Report Shows Voluntary Conservation Works for Bay Health
Richmond, VA, December 6, 2013 – A recently released report from USDA’s Natural Resources Conservation Service shows that Bay farmers’ voluntary conservation efforts have had a significant impact on reducing the amount of sediment, nitrogen and phosphorus leaving cultivated croplands.
The Conservation Effects Assessment Project, or CEAP, highlights the positive impacts of producers, like Gerry Silver in Stafford County, who are adopting conservation systems approaches to control erosion and trap runoff from their fields. Silver is the sole proprietor of a Virginia Century Farm where three generations of his family are adapting their operation to add value to the land while diversifying income opportunities.
He worked with NRCS and its network of conservation partners like the Tri-County/City SWCD to implement rotational grazing and install buffers on his pastureland. He also installed a grassed waterway to address gully erosion on one of his crop fields.
“Virginia is a key player in this effort with targeted, science-based conservation and collaborative approaches that are making impressive gains in protecting and restoring the Bay,” State Conservationist Jack Bricker said.
“When it comes to meeting Virginia’s water quality goals, partnerships are key to our success,” adds Richard Street, At-Large Member of the Virginia Soil and Water Conservation Board. “USDA, NRCS, and state agencies need to work together to assist local jurisdictions and governments to improve the health of the Bay. In Spotsylvania County, we took our cue from farmers in using a voluntary approach to conservation activities in urban settings with low impact development.”
The CEAP report highlights a wider acceptance of many popular conservation practices. For example, some form of erosion control has now been adopted on 97 percent of the Chesapeake Bay Watershed’s 4.35 million cropland acres. This statistic does not mean that all acres are fully treated to address sediment and nutrient losses, but it is a positive indication of a willingness by farmers to do their part to help restore the Bay watershed, Bricker said.
Bay farmers are also recognizing the positive benefits of using cover crops in their cropping systems. Use of cover crops at least one out of every four years has quadrupled in less than a decade with land in cover crops increasing from 12 to 52 percent of cropland acres since 2006.
Silver was an early adopter of conservation tillage with all cropland in no-till for more than 25 years. He is now keeping cover crops on all land where he actively grows commodity grains to reduce erosion and improve water holding capacity.
The changes don’t stop there, however. NRCS financial and technical assistance are helping landowners like Cliff Miller in Rappahannock County transition to a new way of farming. Miller has changed his relationship with the land and used conservation practices to better manage it. He actually took a fertile crop field out of production to restore natural wetlands, riparian buffers and trees to help improve the health of the Thornton River, which runs through his property on the way to the Rappahannock River.

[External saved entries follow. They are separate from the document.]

//! Miner output parsing.
//!
//! Each supported backend prints its statistics differently. A
//! [`LineParser`] turns one cleaned output line into a [`ParseUpdate`],
//! which the stats store then applies. Parsers are chosen per backend via
//! [`ParserKind`].

mod ansi;
mod key_value;
mod pipe_table;
mod table;

pub use ansi::strip_ansi;
pub use key_value::KeyValueParser;
pub use pipe_table::{normalize_hashrate, PipeTableParser};
pub use table::TableParser;

use regex::Regex;
use serde::{Deserialize, Serialize};
use std::fmt;
use std::sync::LazyLock;

/// `Total: 51.31 MH/s` style hashrate, shared by the table and key-value formats.
static TOTAL_RATE: LazyLock<Regex> = LazyLock::new(|| {
    Regex::new(r"(?i)\bTotal:?\s*(\d+(?:\.\d+)?)\s*([kmgtp]?h/s)").expect("valid regex")
});

/// Magnitude of a hashrate, always displayed with a `/s` suffix.
#[derive(Debug, Clone, Copy, PartialEq, Eq)]
pub enum HashUnit {
    H,
    KH,
    MH,
    GH,
    TH,
    PH,
}

impl HashUnit {
    /// Matches an abbreviated unit token (`m`, `Mh`, `GH`, ...) exactly,
    /// ignoring case. A trailing `/s` must be removed beforehand.
    pub fn from_token(token: &str) -> Option<Self> {
        match token.to_ascii_lowercase().as_str() {
            "h" => Some(Self::H),
            "k" | "kh" => Some(Self::KH),
            "m" | "mh" => Some(Self::MH),
            "g" | "gh" => Some(Self::GH),
            "t" | "th" => Some(Self::TH),
            "p" | "ph" => Some(Self::PH),
            _ => None,
        }
    }

    /// Matches a rate token such as `Mh/s` or `gh`.
    pub fn from_rate(rate: &str) -> Option<Self> {
        let token = match rate.len().checked_sub(2) {
            Some(cut) if rate.is_char_boundary(cut) && rate[cut..].eq_ignore_ascii_case("/s") => {
                &rate[..cut]
            }
            _ => rate,
        };
        Self::from_token(token)
    }

    fn label(self) -> &'static str {
        match self {
            Self::H => "H",
            Self::KH => "KH",
            Self::MH => "MH",
            Self::GH => "GH",
            Self::TH => "TH",
            Self::PH => "PH",
        }
    }
}

/// A hashrate reading. Displays as `"<value> <UNIT>/s"`.
#[derive(Debug, Clone, Copy, PartialEq)]
pub struct Hashrate {
    pub value: f64,
    pub unit: HashUnit,
}

impl Hashrate {
    pub fn new(value: f64, unit: HashUnit) -> Self {
        Self { value, unit }
    }

    fn from_captures(value: &str, rate: &str) -> Option<Self> {
        Some(Self::new(value.parse().ok()?, HashUnit::from_rate(rate)?))
    }
}

impl Default for Hashrate {
    fn default() -> Self {
        Self::new(0.0, HashUnit::MH)
    }
}

impl fmt::Display for Hashrate {
    fn fmt(&self, f: &mut fmt::Formatter<'_>) -> fmt::Result {
        write!(f, "{} {}/s", self.value, self.unit.label())
    }
}

/// How a parsed share count is folded into the running total.
#[derive(Debug, Clone, Copy, PartialEq, Eq)]
pub enum Counter {
    /// Absolute value reported by the miner; the last one seen wins.
    Set(u64),
    /// Discrete events to add to the current value.
    Add(u64),
}

impl Counter {
    pub fn apply(self, current: u64) -> u64 {
        match self {
            Self::Set(value) => value,
            Self::Add(events) => current.saturating_add(events),
        }
    }
}

/// Fields extracted from a single output line. Empty when nothing matched.
#[derive(Debug, Clone, Default, PartialEq)]
pub struct ParseUpdate {
    pub hashrate: Option<Hashrate>,
    pub accepted: Option<Counter>,
    pub rejected: Option<Counter>,
    pub algo: Option<String>,
}

impl ParseUpdate {
    pub fn is_empty(&self) -> bool {
        self.hashrate.is_none()
            && self.accepted.is_none()
            && self.rejected.is_none()
            && self.algo.is_none()
    }
}

/// Converts raw miner output into stat updates, one line at a time.
pub trait LineParser: Send {
    fn parse(&mut self, line: &str) -> ParseUpdate;
}

/// Output format family of a backend.
#[derive(Debug, Clone, Copy, PartialEq, Eq, Serialize, Deserialize)]
#[serde(rename_all = "snake_case")]
pub enum ParserKind {
    /// lolMiner-style summary tables and `Average speed` lines.
    Table,
    /// T-Rex-style `A:<n> R:<n>` counters.
    KeyValue,
    /// BzMiner-style pipe-delimited rows.
    PipeTable,
}

impl ParserKind {
    pub fn build(self) -> Box<dyn LineParser> {
        match self {
            Self::Table => Box::new(TableParser),
            Self::KeyValue => Box::new(KeyValueParser),
            Self::PipeTable => Box::new(PipeTableParser),
        }
    }
}

fn total_rate(line: &str) -> Option<Hashrate> {
    let caps = TOTAL_RATE.captures(line)?;
    Hashrate::from_captures(&caps[1], &caps[2])
}
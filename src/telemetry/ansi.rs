use regex::Regex;
use std::borrow::Cow;
use std::sync::LazyLock;

/// CSI sequences (`ESC [ params final`) and two-byte `ESC x` escapes.
static ANSI_ESCAPE: LazyLock<Regex> = LazyLock::new(|| {
    Regex::new(r"\x1B(?:\[[0-?]*[ -/]*[@-~]|[@-Z\\-_])").expect("valid regex")
});

/// Removes terminal colour and cursor control sequences from a line.
pub fn strip_ansi(line: &str) -> Cow<'_, str> {
    if !line.contains('\x1B') {
        return Cow::Borrowed(line);
    }
    ANSI_ESCAPE.replace_all(line, "")
}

“Virginia is moving forward to take soil management to the next level, including actively working to increase adoption of nutrient management practices,” says Bricker. “As more agricultural producers embrace the concept that the ‘soil is alive,’ we know that they will seek to implement these four Soil Health principles to improve soil health and water quality: keep soil covered, minimize soil disturbance, maximize living roots, and energize with diversity.”
CEAP was designed to quantify the impact of conservation efforts on private lands. The first CEAP cultivated cropland report for the Bay was released in 2011 and included data from farmer surveys conducted from 2003 to 2006. This year’s release is the first CEAP cropland report to revisit a particular region, and it includes data from an updated farmer survey in 2012. These statistics show that producers have helped significantly lower nitrogen and phosphorus leaving fields (48.6 million pounds and 7.1 million pounds respectively). Sediment losses are even more impressive, lowered by 60 percent or about 15.1 million tons per year.
The Chesapeake Bay Watershed touches six states and is home to 17 million people and more than 83,800 farms and ranches. Agriculture contributes about $10 billion annually to the region’s economy. Conservation practices have other environmental benefits, such as sequestering carbon and making farms more resilient to extreme weather events linked to climate change.